To do: Below are some entries; report how many of their lines contain the word "InvalidPaletteIndex", giving nothing besides the number.
━━━━━━━━━━━━━━━━
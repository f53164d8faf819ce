use crate::{error::Result, FrameIterator, Image, Pixel};
use std::{ffi::OsStr, fmt, fmt::Display, io::Read, path::Path};

#[cfg(feature = "gif")]
use crate::{encodings::gif, Decoder};

/// Represents the underlying encoding format of an image.
#[derive(Clone, Copy, Debug, Default, PartialEq, Eq, Hash)]
pub enum ImageFormat {
    /// No known encoding is known for the image.
    ///
    /// This is usually because the image was created manually. See [`Image::set_format`]
    /// to manually set the encoding format.
    #[default]
    Unknown,

    /// The image is encoded in the GIF format.
    Gif,
}

impl ImageFormat {
    /// Returns whether the extension is unknown.
    #[inline]
    #[must_use]
    pub fn is_unknown(&self) -> bool {
        self == &Self::Unknown
    }

    /// Parses the given extension and returns the corresponding image format.
    ///
    /// Unknown extensions, and extensions that are not valid UTF-8, resolve to
    /// [`ImageFormat::Unknown`].
    #[must_use]
    pub fn from_extension(ext: impl AsRef<OsStr>) -> Self {
        match ext.as_ref().to_str().map(str::to_ascii_lowercase).as_deref() {
            Some("gif") => Self::Gif,
            _ => Self::Unknown,
        }
    }

    /// Returns the format specified by the given path.
    ///
    /// This uses [`ImageFormat::from_extension`] to parse the extension. See
    /// [`ImageFormat::infer_encoding`] for an implementation that can resolve the format from
    /// the data.
    #[must_use]
    pub fn from_path(path: impl AsRef<Path>) -> Self {
        path.as_ref()
            .extension()
            .map_or(Self::Unknown, Self::from_extension)
    }

    /// Returns the format specified by the given MIME type.
    #[must_use]
    pub fn from_mime_type(mime: impl AsRef<str>) -> Self {
        match mime.as_ref() {
            "image/gif" => Self::Gif,
            _ => Self::Unknown,
        }
    }

    /// Infers the encoding format from the given data via its magic bytes.
    #[must_use]
    pub fn infer_encoding(sample: &[u8]) -> Self {
        if sample.starts_with(b"GIF8") {
            Self::Gif
        } else {
            Self::Unknown
        }
    }

    /// Decodes the image data into an image. For animated images this is the first frame.
    ///
    /// # Errors
    /// * An error occured while decoding.
    /// * `UnknownEncodingFormat`: No decoder implementation is available for this format. Did
    ///   you forget to enable the feature?
    #[cfg_attr(not(feature = "gif"), allow(unused_variables))]
    pub fn run_decoder<P: Pixel>(&self, stream: impl Read) -> Result<Image<P>> {
        match self {
            #[cfg(feature = "gif")]
            Self::Gif => gif::GifDecoder::new().decode(stream),
            _ => Err(crate::Error::UnknownEncodingFormat),
        }
    }

    /// Decodes the image sequence data into a lazy frame iterator.
    ///
    /// # Errors
    /// * An error occured while decoding the header of the stream.
    /// * `UnknownEncodingFormat`: No decoder implementation is available for this format.
    #[cfg_attr(not(feature = "gif"), allow(unused_variables))]
    pub fn run_sequence_decoder<'a, P: Pixel + 'a, R: Read + 'a>(
        &self,
        stream: R,
    ) -> Result<Box<dyn FrameIterator<P> + 'a>> {
        Ok(match self {
            #[cfg(feature = "gif")]
            Self::Gif => Box::new(gif::GifDecoder::new().decode_sequence(stream)?),
            _ => return Err(crate::Error::UnknownEncodingFormat),
        })
    }
}

impl Display for ImageFormat {
    fn fmt(&self, f: &mut fmt::Formatter) -> fmt::Result {
        write!(
            f,
            "{}",
            match self {
                Self::Gif => "gif",
                Self::Unknown => "",
            }
        )
    }
}
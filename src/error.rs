//! Common error types.

use std::fmt;

/// A shortcut type equivalent to `Result<T, ril_gif::Error>`.
pub type Result<T> = std::result::Result<T, Error>;

/// Represents an error that occurs within the crate.
#[derive(Debug)]
pub enum Error {
    /// Tried to create an image (or decode a logical screen or frame) with a width or height of
    /// zero.
    InvalidDimensions {
        /// The requested width.
        width: u32,
        /// The requested height.
        height: u32,
    },

    /// A color channel was constructed from an integer outside of the `0..=255` range.
    ///
    /// Channel values are never clamped or wrapped.
    InvalidChannelValue {
        /// The name of the offending channel, i.e. `"r"`.
        channel: &'static str,
        /// The value that was received.
        value: i128,
    },

    /// Tried to access a pixel or region outside of the bounds of an image.
    ///
    /// The image is left untouched when this is returned.
    OutOfBounds {
        /// The x coordinate that was accessed.
        x: u32,
        /// The y coordinate that was accessed.
        y: u32,
        /// The width of the image.
        width: u32,
        /// The height of the image.
        height: u32,
    },

    /// The stream does not start with a known signature. Holds the bytes that were read instead.
    MalformedHeader([u8; 6]),

    /// Encountered a block introducer that is neither an extension, an image descriptor or the
    /// trailer.
    UnknownBlockType(u8),

    /// The stream ended before decoding was finished. The inner message names what was being
    /// read at the time.
    TruncatedData(&'static str),

    /// A compressed code referred to a table entry that does not exist yet.
    InvalidLzwCode {
        /// The code that was read.
        code: u16,
        /// The number of entries in the code table when the code was read.
        table_size: u16,
    },

    /// A frame's region extends beyond the logical screen.
    FrameOutOfBounds {
        /// The left offset of the frame.
        left: u32,
        /// The top offset of the frame.
        top: u32,
        /// The width of the frame.
        width: u32,
        /// The height of the frame.
        height: u32,
        /// The width of the logical screen.
        screen_width: u32,
        /// The height of the logical screen.
        screen_height: u32,
    },

    /// Received a palette index that is not covered by the active color table.
    InvalidPaletteIndex(u8),

    /// Invalid data was encountered when decoding an image, usually because it is corrupted.
    ///
    /// This covers structural problems that do not have a more specific variant.
    DecodingError(String),

    /// No encoding format could be inferred for the given image, or there is no decoder for it.
    UnknownEncodingFormat,

    /// An image received data incompatible with the image's dimensions.
    IncompatibleImageData {
        /// The width of the image.
        width: u32,
        /// The height of the image, as far as it could be inferred.
        height: u32,
        /// The number of pixels that was received.
        received: usize,
    },

    /// Tried to take an image out of a stream that contains no frames.
    EmptyImageError,

    /// An error occured when trying to read from a stream or a file.
    IoError(std::io::Error),
}

impl std::error::Error for Error {
    fn source(&self) -> Option<&(dyn std::error::Error + 'static)> {
        match self {
            Self::IoError(err) => Some(err),
            _ => None,
        }
    }
}

impl fmt::Display for Error {
    fn fmt(&self, f: &mut fmt::Formatter) -> fmt::Result {
        match self {
            Self::InvalidDimensions { width, height } => write!(
                f,
                "Invalid dimensions {width}x{height}, both width and height must be at least 1"
            ),
            Self::InvalidChannelValue { channel, value } => write!(
                f,
                "Invalid value {value} for channel `{channel}`, must be between 0 and 255"
            ),
            Self::OutOfBounds {
                x,
                y,
                width,
                height,
            } => write!(
                f,
                "Coordinates ({x}, {y}) are out of bounds for an image of size {width}x{height}"
            ),
            Self::MalformedHeader(signature) => write!(
                f,
                "Malformed header: expected GIF87a or GIF89a, got \"{}\"",
                signature.escape_ascii()
            ),
            Self::UnknownBlockType(byte) => write!(f, "Unknown block type: {byte:#04x}"),
            Self::TruncatedData(context) => write!(f, "Truncated data while reading {context}"),
            Self::InvalidLzwCode { code, table_size } => write!(
                f,
                "Invalid LZW code {code}, the code table only has {table_size} entries"
            ),
            Self::FrameOutOfBounds {
                left,
                top,
                width,
                height,
                screen_width,
                screen_height,
            } => write!(
                f,
                "Frame of size {width}x{height} at ({left}, {top}) does not fit in the \
                 {screen_width}x{screen_height} logical screen",
            ),
            Self::InvalidPaletteIndex(index) => write!(f, "Invalid palette index {index}"),
            Self::DecodingError(msg) => write!(f, "Decoding error: {msg}"),
            Self::UnknownEncodingFormat => write!(f, "Could not infer encoding format"),
            Self::IncompatibleImageData {
                width,
                height,
                received,
            } => write!(
                f,
                "An image with dimensions {width}x{height} should have {} pixels, received \
                 {received} instead",
                u64::from(*width) * u64::from(*height),
            ),
            Self::EmptyImageError => write!(f, "The image contains no frames"),
            Self::IoError(error) => write!(f, "IO error: {error}"),
        }
    }
}

impl From<std::io::Error> for Error {
    fn from(err: std::io::Error) -> Self {
        Self::IoError(err)
    }
}
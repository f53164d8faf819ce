mod common;

use common::{
    decode_indexed, encode_indexed, sample_gif, GifBuilder, ImageBlock, COLORS,
};
use ril_gif::{prelude::*, Error};
use std::time::Duration;

const BLACK: Rgb = Rgb::new(0, 0, 0);
const WHITE: Rgb = Rgb::new(255, 255, 255);
const RED: Rgb = Rgb::new(255, 0, 0);
const GREEN: Rgb = Rgb::new(0, 255, 0);

fn rgba(color: Rgb) -> Rgba {
    color.into()
}

fn decode_all(bytes: &[u8]) -> ril_gif::Result<Vec<Image<Rgba>>> {
    ImageSequence::<Rgba>::from_bytes(ImageFormat::Gif, bytes)?
        .map(|frame| frame.map(Frame::into_image))
        .collect()
}

#[test]
fn test_gif_decode() -> ril_gif::Result<()> {
    let bytes = sample_gif();
    let mut frames = 0;

    for (frame, color) in ImageSequence::<Rgba>::from_bytes_inferred(&bytes)?.zip(COLORS) {
        let frame = frame?;

        assert_eq!(frame.dimensions(), (256, 256));
        assert_eq!(frame.delay(), Duration::from_millis(100));
        assert_eq!(frame.get_pixel(0, 0)?, color);
        assert!(frame.pixels().all(|&pixel| pixel == color));
        frames += 1;
    }

    assert_eq!(frames, 12);
    Ok(())
}

#[test]
fn test_gif_decode_rgb() -> ril_gif::Result<()> {
    let bytes = sample_gif();
    let sequence = ImageSequence::<Rgb>::from_bytes(ImageFormat::Gif, &bytes)?.into_sequence()?;

    assert_eq!(sequence.len(), 12);
    assert_eq!(sequence.loop_count(), LoopCount::Infinite);

    for (frame, color) in sequence.iter().zip(COLORS) {
        assert_eq!(frame.get_pixel(255, 255)?, Rgb::from(color));
    }
    Ok(())
}

#[test]
fn test_first_frame() -> ril_gif::Result<()> {
    let bytes = sample_gif();
    let image = Image::<Rgba>::from_bytes_inferred(&bytes)?;

    assert_eq!(image.format(), ImageFormat::Gif);
    assert_eq!(image.get_pixel(128, 128)?, COLORS[0]);
    Ok(())
}

#[test]
fn test_single_frame() -> ril_gif::Result<()> {
    let bytes = GifBuilder::new(4, 4, Some(&[RED, BLACK]), 1)
        .image(ImageBlock::new(0, 0, 4, 4, &[0; 16]))
        .finish();

    let image = Image::<Rgba>::from_bytes(ImageFormat::Gif, &bytes)?;
    assert_eq!(image.dimensions(), (4, 4));
    assert_eq!(image.len(), 16);
    assert!(image.pixels().all(|&pixel| pixel == Rgba::new(255, 0, 0, 255)));
    Ok(())
}

#[test]
fn test_malformed_header() {
    let mut bytes = GifBuilder::new(1, 1, Some(&[RED]), 0).finish();
    bytes[..6].copy_from_slice(b"GIF88a");

    assert!(matches!(
        ImageSequence::<Rgba>::from_bytes(ImageFormat::Gif, &bytes),
        Err(Error::MalformedHeader(header)) if &header == b"GIF88a"
    ));
    assert!(matches!(
        Image::<Rgba>::from_bytes_inferred(b"\x89PNG\r\n"),
        Err(Error::UnknownEncodingFormat)
    ));
}

#[test]
fn test_frame_out_of_bounds() {
    let bytes = GifBuilder::new(4, 4, Some(&[RED]), 0)
        .image(ImageBlock::new(2, 0, 4, 1, &[0; 4]))
        .finish();

    assert!(matches!(
        decode_all(&bytes),
        Err(Error::FrameOutOfBounds {
            left: 2,
            top: 0,
            width: 4,
            height: 1,
            screen_width: 4,
            screen_height: 4,
        })
    ));
}

#[test]
fn test_unknown_block_type() -> ril_gif::Result<()> {
    let bytes = GifBuilder::new(1, 1, Some(&[RED]), 0)
        .image(ImageBlock::new(0, 0, 1, 1, &[0]))
        .raw(&[0x99])
        .finish();
    let mut frames = ImageSequence::<Rgba>::from_bytes(ImageFormat::Gif, &bytes)?;

    assert!(frames.next().transpose()?.is_some());
    assert!(matches!(frames.next(), Some(Err(Error::UnknownBlockType(0x99)))));
    assert!(frames.next().is_none());
    assert!(frames.next().is_none());
    Ok(())
}

#[test]
fn test_errors_abort_collection() {
    let bytes = GifBuilder::new(1, 1, Some(&[RED]), 0)
        .image(ImageBlock::new(0, 0, 1, 1, &[0]))
        .unterminated();

    let frames = ImageSequence::<Rgba>::from_bytes(ImageFormat::Gif, &bytes);
    assert!(matches!(
        frames.and_then(FrameIterator::into_sequence),
        Err(Error::TruncatedData(_))
    ));
}

#[test]
fn test_disposal_background() -> ril_gif::Result<()> {
    let bytes = GifBuilder::new(2, 1, Some(&[BLACK, WHITE, RED, GREEN]), 1)
        .control(2, 0, None)
        .image(ImageBlock::new(0, 0, 1, 1, &[2]))
        .image(ImageBlock::new(1, 0, 1, 1, &[3]))
        .finish();

    let frames = decode_all(&bytes)?;
    assert_eq!(frames[0].data(), [rgba(RED), rgba(WHITE)]);
    assert_eq!(frames[1].data(), [rgba(WHITE), rgba(GREEN)]);
    Ok(())
}

#[test]
fn test_disposal_previous() -> ril_gif::Result<()> {
    let bytes = GifBuilder::new(2, 1, Some(&[BLACK, WHITE, RED, GREEN]), 1)
        .image(ImageBlock::new(0, 0, 2, 1, &[2, 2]))
        .control(3, 0, None)
        .image(ImageBlock::new(0, 0, 1, 1, &[3]))
        .image(ImageBlock::new(1, 0, 1, 1, &[0]))
        .finish();

    let frames = ImageSequence::<Rgba>::from_bytes(ImageFormat::Gif, &bytes)?.into_sequence()?;
    let disposals = frames.iter().map(Frame::disposal).collect::<Vec<_>>();
    assert_eq!(
        disposals,
        [
            DisposalMethod::None,
            DisposalMethod::Previous,
            DisposalMethod::None
        ]
    );

    let frames = frames.into_frames();
    assert_eq!(frames[0].data(), [rgba(RED), rgba(RED)]);
    assert_eq!(frames[1].data(), [rgba(GREEN), rgba(RED)]);
    assert_eq!(frames[2].data(), [rgba(RED), rgba(BLACK)]);
    Ok(())
}

#[test]
fn test_transparency() -> ril_gif::Result<()> {
    let bytes = GifBuilder::new(2, 1, Some(&[BLACK, WHITE, RED, GREEN]), 1)
        .image(ImageBlock::new(0, 0, 2, 1, &[2, 2]))
        .control(1, 7, Some(0))
        .image(ImageBlock::new(0, 0, 2, 1, &[0, 3]))
        .finish();

    let frames = ImageSequence::<Rgba>::from_bytes(ImageFormat::Gif, &bytes)?.into_sequence()?;
    let frames = frames.into_frames();

    assert_eq!(frames[0].delay(), Duration::ZERO);
    assert_eq!(frames[1].delay(), Duration::from_millis(70));
    assert_eq!(frames[1].disposal(), DisposalMethod::Keep);
    assert_eq!(frames[1].data(), [rgba(RED), rgba(GREEN)]);
    Ok(())
}

#[test]
fn test_transparent_background() -> ril_gif::Result<()> {
    // Without a global color table the canvas starts out transparent.
    let bytes = GifBuilder::new(2, 1, None, 0)
        .image(ImageBlock::new(1, 0, 1, 1, &[1]).with_local_table(&[BLACK, WHITE]))
        .finish();

    let frames = decode_all(&bytes)?;
    assert_eq!(frames[0].data(), [Rgba::transparent(), rgba(WHITE)]);
    Ok(())
}

#[test]
fn test_interlaced() -> ril_gif::Result<()> {
    let table = [BLACK, WHITE, RED, GREEN];
    let indices = (0..3 * 11).map(|i| (i / 3 % 4) as u8).collect::<Vec<_>>();

    let progressive = GifBuilder::new(3, 11, Some(&table), 0)
        .image(ImageBlock::new(0, 0, 3, 11, &indices))
        .finish();
    let interlaced = GifBuilder::new(3, 11, Some(&table), 0)
        .image(ImageBlock::new(0, 0, 3, 11, &indices).interlaced())
        .finish();

    let progressive = decode_all(&progressive)?;
    assert_eq!(progressive, decode_all(&interlaced)?);
    assert_eq!(progressive[0].get_pixel(2, 6)?, rgba(RED));
    Ok(())
}

#[test]
fn test_local_color_table() -> ril_gif::Result<()> {
    let bytes = GifBuilder::new(2, 1, Some(&[BLACK, WHITE]), 0)
        .image(ImageBlock::new(0, 0, 2, 1, &[0, 1]).with_local_table(&[RED, GREEN]))
        .image(ImageBlock::new(0, 0, 2, 1, &[0, 1]))
        .finish();

    let frames = decode_all(&bytes)?;
    assert_eq!(frames[0].data(), [rgba(RED), rgba(GREEN)]);
    assert_eq!(frames[1].data(), [rgba(BLACK), rgba(WHITE)]);
    Ok(())
}

#[test]
fn test_skips_extensions() -> ril_gif::Result<()> {
    let bytes = GifBuilder::new(1, 1, Some(&[RED]), 0)
        .comment("made by hand")
        .extension(0x01, &[0; 13])
        .extension(0x42, b"forward compatible")
        .extension(0xFF, b"XMP DataXMP")
        .image(ImageBlock::new(0, 0, 1, 1, &[0]))
        .finish();

    let frames = decode_all(&bytes)?;
    assert_eq!(frames.len(), 1);
    assert_eq!(frames[0].data(), [rgba(RED)]);
    Ok(())
}

#[test]
fn test_loop_count() -> ril_gif::Result<()> {
    let build = |count: Option<u16>| {
        let builder = GifBuilder::new(1, 1, Some(&[RED]), 0);
        let builder = match count {
            Some(count) => builder.loop_count(count),
            None => builder,
        };
        builder.image(ImageBlock::new(0, 0, 1, 1, &[0])).finish()
    };

    for (count, expected) in [
        (None, LoopCount::Exactly(1)),
        (Some(0), LoopCount::Infinite),
        (Some(3), LoopCount::Exactly(3)),
    ] {
        let bytes = build(count);
        let sequence = ImageSequence::<Rgba>::from_bytes(ImageFormat::Gif, &bytes)?;
        assert_eq!(sequence.into_sequence()?.loop_count(), expected);
    }
    Ok(())
}

#[test]
fn test_invalid_palette_index() {
    let bytes = GifBuilder::new(1, 1, Some(&[RED, GREEN]), 0)
        .image(ImageBlock::new(0, 0, 1, 1, &[3]))
        .finish();

    assert!(matches!(
        decode_all(&bytes),
        Err(Error::InvalidPaletteIndex(3))
    ));
}

#[test]
fn test_missing_color_table() {
    let bytes = GifBuilder::new(1, 1, None, 0)
        .image(ImageBlock::new(0, 0, 1, 1, &[0]))
        .finish();

    assert!(matches!(decode_all(&bytes), Err(Error::DecodingError(_))));
}

#[test]
fn test_truncated_image_data() -> ril_gif::Result<()> {
    let mut bytes = GifBuilder::new(2, 2, Some(&[RED]), 0)
        .image(ImageBlock::new(0, 0, 2, 2, &[0; 4]))
        .unterminated();
    // Cut the only data sub-block short.
    bytes.truncate(bytes.len() - 4);

    let mut frames = ImageSequence::<Rgba>::from_bytes(ImageFormat::Gif, &bytes)?;
    assert!(matches!(frames.next(), Some(Err(Error::TruncatedData(_)))));
    assert!(frames.next().is_none());
    Ok(())
}

#[test]
fn test_noise_fills_code_table() -> ril_gif::Result<()> {
    const WIDTH: u16 = 301;
    const HEIGHT: u16 = 203;

    let palette = (0..=255u8)
        .map(|i| Rgb::new(i, 255 - i, i.wrapping_mul(31)))
        .collect::<Vec<_>>();

    let mut state = 0x2545_F491_4F6C_DD1Du64;
    let mut noise = || {
        state = state
            .wrapping_mul(6_364_136_223_846_793_005)
            .wrapping_add(1_442_695_040_888_963_407);
        (state >> 56) as u8
    };
    let len = WIDTH as usize * HEIGHT as usize;
    let progressive = (0..len).map(|_| noise()).collect::<Vec<_>>();
    let interlaced = (0..len).map(|_| noise()).collect::<Vec<_>>();

    let frames = [(progressive.as_slice(), false), (interlaced.as_slice(), true)];
    let bytes = encode_indexed(WIDTH, HEIGHT, &palette, &frames);
    let reference = decode_indexed(&bytes);
    assert_eq!(reference.len(), 2);
    assert_eq!(reference[0], progressive);

    let frames = decode_all(&bytes)?;
    assert_eq!(frames.len(), 2);

    for (frame, indices) in frames.iter().zip(&reference) {
        assert_eq!(frame.dimensions(), (u32::from(WIDTH), u32::from(HEIGHT)));

        for (pixel, &index) in frame.pixels().zip(indices) {
            assert_eq!(*pixel, rgba(palette[index as usize]));
        }
    }
    Ok(())
}

#[test]
fn test_transparent_subframe() -> ril_gif::Result<()> {
    let bytes = GifBuilder::new(4, 4, Some(&[BLACK, WHITE, RED, GREEN]), 0)
        .image(ImageBlock::new(0, 0, 4, 4, &[2; 16]))
        .control(0, 0, Some(3))
        .image(ImageBlock::new(1, 1, 2, 2, &[3, 1, 3, 3]))
        .finish();

    let frames = decode_all(&bytes)?;
    let frame = &frames[1];
    assert_eq!(frame.get_pixel(2, 1)?, rgba(WHITE));
    assert_eq!(frame.get_pixel(1, 1)?, rgba(RED));
    assert_eq!(frame.get_pixel(2, 2)?, rgba(RED));
    assert_eq!(frame.pixels().filter(|&&pixel| pixel == rgba(RED)).count(), 15);
    Ok(())
}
━━━━━━━━━━━━━━━━
Response to the exercise: 3